Scan the material for the word "RtcChannel" and return every matching line.
====================
use crate::config::RelayConfig;
use crate::errors::RelayError;
use crate::peer::types::{ChannelState, IceCandidate, PeerEvent, SdpKind, ServerConfig, SessionDescription};
use crate::utils::add_ice_url_scheme;
use async_trait::async_trait;
use std::sync::Arc;
use tokio::sync::mpsc::UnboundedSender;
use webrtc::data_channel::data_channel_message::DataChannelMessage;
use webrtc::data_channel::data_channel_state::RTCDataChannelState;
use webrtc::ice_transport::ice_candidate::{RTCIceCandidate, RTCIceCandidateInit};
use webrtc::peer_connection::policy::bundle_policy::RTCBundlePolicy;
use webrtc::peer_connection::policy::rtcp_mux_policy::RTCRtcpMuxPolicy;
use webrtc::{
    api::APIBuilder,
    data_channel::{data_channel_init::RTCDataChannelInit, RTCDataChannel},
    ice_transport::ice_server::RTCIceServer,
    peer_connection::{
        configuration::RTCConfiguration, peer_connection_state::RTCPeerConnectionState,
        sdp::session_description::RTCSessionDescription, RTCPeerConnection,
    },
};

/// Канал сообщений, которым владеет сессия (созданный локально или пришедший от пира)
#[async_trait]
pub trait ChannelLink: Send + Sync {
    fn label(&self) -> String;

    fn ready_state(&self) -> ChannelState;

    /// Отправляет `text` как есть: без фрейминга, без разбиения, без подтверждений
    async fn send_text(&self, text: String) -> Result<(), RelayError>;

    async fn close(&self) -> Result<(), RelayError>;
}

/// Соединение с точки зрения сессии.
///
/// Асинхронные события (negotiation-needed, локальные кандидаты, входящий канал,
/// open/message/close канала) реализация кладёт в очередь [`PeerEvent`], в сессию напрямую не зовёт.
#[async_trait]
pub trait PeerLink: Send + Sync {
    async fn create_data_channel(&self, label: &str) -> Result<Arc<dyn ChannelLink>, RelayError>;

    async fn create_offer(&self) -> Result<SessionDescription, RelayError>;

    async fn create_answer(&self) -> Result<SessionDescription, RelayError>;

    async fn set_local_description(&self, desc: SessionDescription) -> Result<(), RelayError>;

    async fn set_remote_description(&self, desc: SessionDescription) -> Result<(), RelayError>;

    async fn add_ice_candidate(&self, candidate: IceCandidate) -> Result<(), RelayError>;

    async fn close(&self) -> Result<(), RelayError>;
}

/// `PeerLink` поверх `webrtc::RTCPeerConnection`
pub struct RtcPeer {
    pc: Arc<RTCPeerConnection>,
    events: UnboundedSender<PeerEvent>,
}

impl RtcPeer {
    /// создаём Peer и вешаем обработчики, которые только пересылают события в очередь
    pub async fn new(
        config: &RelayConfig,
        events: UnboundedSender<PeerEvent>,
    ) -> Result<Self, RelayError> {
        let api = APIBuilder::new().build();
        let pc = Arc::new(api.new_peer_connection(rtc_config(config)).await?);

        pc.on_negotiation_needed(Box::new({
            let tx = events.clone();
            move || {
                log::debug!("Negotiation needed");
                let _ = tx.send(PeerEvent::NegotiationNeeded);
                Box::pin(async {})
            }
        }));

        pc.on_ice_candidate(Box::new({
            let tx = events.clone();
            move |cand: Option<RTCIceCandidate>| {
                match cand {
                    Some(c) => match c.to_json() {
                        Ok(init) => {
                            log::debug!(
                                "Trickle LOCAL: candidate={} sdp_mid={:?} sdp_mline_index={:?}",
                                init.candidate,
                                init.sdp_mid,
                                init.sdp_mline_index
                            );
                            let _ = tx.send(PeerEvent::IceCandidate(Some(IceCandidate {
                                candidate: init.candidate,
                                sdp_mid: init.sdp_mid,
                                sdp_mline_index: init.sdp_mline_index,
                                username_fragment: init.username_fragment,
                            })));
                        }
                        Err(e) => log::warn!("Failed to serialize local candidate: {}", e),
                    },
                    None => {
                        // cand == None означает конец сбора
                        log::debug!("ICE candidate gathering completed (null candidate received)");
                        let _ = tx.send(PeerEvent::IceCandidate(None));
                    }
                }
                Box::pin(async {})
            }
        }));

        pc.on_ice_gathering_state_change(Box::new(move |state| {
            log::debug!("ICE gathering state changed to: {:?}", state);
            Box::pin(async {})
        }));

        pc.on_peer_connection_state_change(Box::new(move |st: RTCPeerConnectionState| {
            match st {
                RTCPeerConnectionState::Failed | RTCPeerConnectionState::Disconnected => {
                    log::warn!("Peer connection state changed to: {:?}", st)
                }
                _ => log::info!("Peer connection state changed to: {:?}", st),
            }
            Box::pin(async {})
        }));

        pc.on_data_channel(Box::new({
            let tx = events.clone();
            move |dc: Arc<RTCDataChannel>| {
                log::info!("Incoming data channel '{}'", dc.label());
                let channel: Arc<dyn ChannelLink> = RtcChannel::attach(dc, tx.clone());
                let _ = tx.send(PeerEvent::IncomingChannel(channel));
                Box::pin(async {})
            }
        }));

        Ok(Self { pc, events })
    }
}

#[async_trait]
impl PeerLink for RtcPeer {
    async fn create_data_channel(&self, label: &str) -> Result<Arc<dyn ChannelLink>, RelayError> {
        let dc = self
            .pc
            .create_data_channel(label, Some(RTCDataChannelInit::default()))
            .await?;
        let channel: Arc<dyn ChannelLink> = RtcChannel::attach(dc, self.events.clone());
        Ok(channel)
    }

    async fn create_offer(&self) -> Result<SessionDescription, RelayError> {
        let offer = self.pc.create_offer(None).await?;
        Ok(SessionDescription::offer(offer.sdp))
    }

    async fn create_answer(&self) -> Result<SessionDescription, RelayError> {
        let answer = self.pc.create_answer(None).await?;
        Ok(SessionDescription::answer(answer.sdp))
    }

    async fn set_local_description(&self, desc: SessionDescription) -> Result<(), RelayError> {
        self.pc.set_local_description(to_rtc(desc)?).await?;
        Ok(())
    }

    async fn set_remote_description(&self, desc: SessionDescription) -> Result<(), RelayError> {
        self.pc.set_remote_description(to_rtc(desc)?).await?;
        Ok(())
    }

    async fn add_ice_candidate(&self, candidate: IceCandidate) -> Result<(), RelayError> {
        let init = RTCIceCandidateInit {
            candidate: candidate.candidate,
            sdp_mid: candidate.sdp_mid,
            sdp_mline_index: candidate.sdp_mline_index,
            username_fragment: candidate.username_fragment,
        };
        self.pc.add_ice_candidate(init).await?;
        Ok(())
    }

    async fn close(&self) -> Result<(), RelayError> {
        self.pc.close().await?;
        Ok(())
    }
}

fn to_rtc(desc: SessionDescription) -> Result<RTCSessionDescription, RelayError> {
    let rtc = match desc.kind {
        SdpKind::Offer => RTCSessionDescription::offer(desc.sdp)?,
        SdpKind::Answer => RTCSessionDescription::answer(desc.sdp)?,
    };
    Ok(rtc)
}

/// `ChannelLink` поверх `RTCDataChannel`
pub struct RtcChannel {
    dc: Arc<RTCDataChannel>,
    label: String,
}

impl RtcChannel {
    /// общий обработчик data-channel: open/message/close уходят в очередь событий
    fn attach(dc: Arc<RTCDataChannel>, events: UnboundedSender<PeerEvent>) -> Arc<Self> {
        let label = dc.label().to_string();

        dc.on_open(Box::new({
            let tx = events.clone();
            let label = label.clone();
            move || {
                log::info!("Data channel '{}' opened", label);
                let _ = tx.send(PeerEvent::ChannelOpen { label });
                Box::pin(async {})
            }
        }));

        dc.on_message(Box::new({
            let tx = events.clone();
            let label = label.clone();
            move |msg: DataChannelMessage| {
                log::debug!("Received message, length: {}", msg.data.len());
                let data = String::from_utf8_lossy(&msg.data).into_owned();
                let _ = tx.send(PeerEvent::ChannelMessage {
                    label: label.clone(),
                    data,
                });
                Box::pin(async {})
            }
        }));

        dc.on_close(Box::new({
            let label = label.clone();
            move || {
                log::info!("Data channel '{}' closed", label);
                let _ = events.send(PeerEvent::ChannelClosed {
                    label: label.clone(),
                });
                Box::pin(async {})
            }
        }));

        Arc::new(Self { dc, label })
    }
}

#[async_trait]
impl ChannelLink for RtcChannel {
    fn label(&self) -> String {
        self.label.clone()
    }

    fn ready_state(&self) -> ChannelState {
        match self.dc.ready_state() {
            RTCDataChannelState::Open => ChannelState::Open,
            RTCDataChannelState::Closing => ChannelState::Closing,
            RTCDataChannelState::Closed => ChannelState::Closed,
            _ => ChannelState::Connecting,
        }
    }

    async fn send_text(&self, text: String) -> Result<(), RelayError> {
        self.dc.send_text(text).await?;
        Ok(())
    }

    async fn close(&self) -> Result<(), RelayError> {
        self.dc.close().await?;
        Ok(())
    }
}

/// Создает конфигурацию для peer connection
pub fn rtc_config(config: &RelayConfig) -> RTCConfiguration {
    RTCConfiguration {
        ice_servers: get_user_ice_servers(&config.ice_servers),
        ice_candidate_pool_size: config.ice_candidate_pool_size,
        bundle_policy: RTCBundlePolicy::MaxBundle,
        rtcp_mux_policy: RTCRtcpMuxPolicy::Require,
        ..Default::default()
    }
}

/// Переводит серверы из конфигурации в формат webrtc
pub fn get_user_ice_servers(servers: &[ServerConfig]) -> Vec<RTCIceServer> {
    servers
        .iter()
        .map(|config| RTCIceServer {
            urls: vec![add_ice_url_scheme(config)],
            username: config.username.clone().unwrap_or_default(),
            credential: config.credential.clone().unwrap_or_default(),
        })
        .collect()
}

#[cfg(test)]
mod tests {
    use super::*;
    use crate::peer::types::IceServerKind;

    #[test]
    fn turn_credentials_are_carried() {
        let servers = vec![ServerConfig {
            id: "relay".into(),
            r#type: IceServerKind::Turn,
            url: "turn.example.org:3478".into(),
            username: Some("alice".into()),
            credential: Some("secret".into()),
        }];
        let ice = get_user_ice_servers(&servers);
        assert_eq!(ice.len(), 1);
        assert_eq!(ice[0].urls, vec!["turn:turn.example.org:3478".to_string()]);
        assert_eq!(ice[0].username, "alice");
        assert_eq!(ice[0].credential, "secret");
    }

    #[test]
    fn config_policies() {
        let cfg = rtc_config(&RelayConfig::default());
        assert_eq!(cfg.bundle_policy, RTCBundlePolicy::MaxBundle);
        assert_eq!(cfg.rtcp_mux_policy, RTCRtcpMuxPolicy::Require);
        assert_eq!(cfg.ice_servers.len(), 2);
    }
}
====================
Expected answer
                let channel: Arc<dyn ChannelLink> = RtcChannel::attach(dc, tx.clone());
        let channel: Arc<dyn ChannelLink> = RtcChannel::attach(dc, self.events.clone());
pub struct RtcChannel {
impl RtcChannel {
impl ChannelLink for RtcChannel {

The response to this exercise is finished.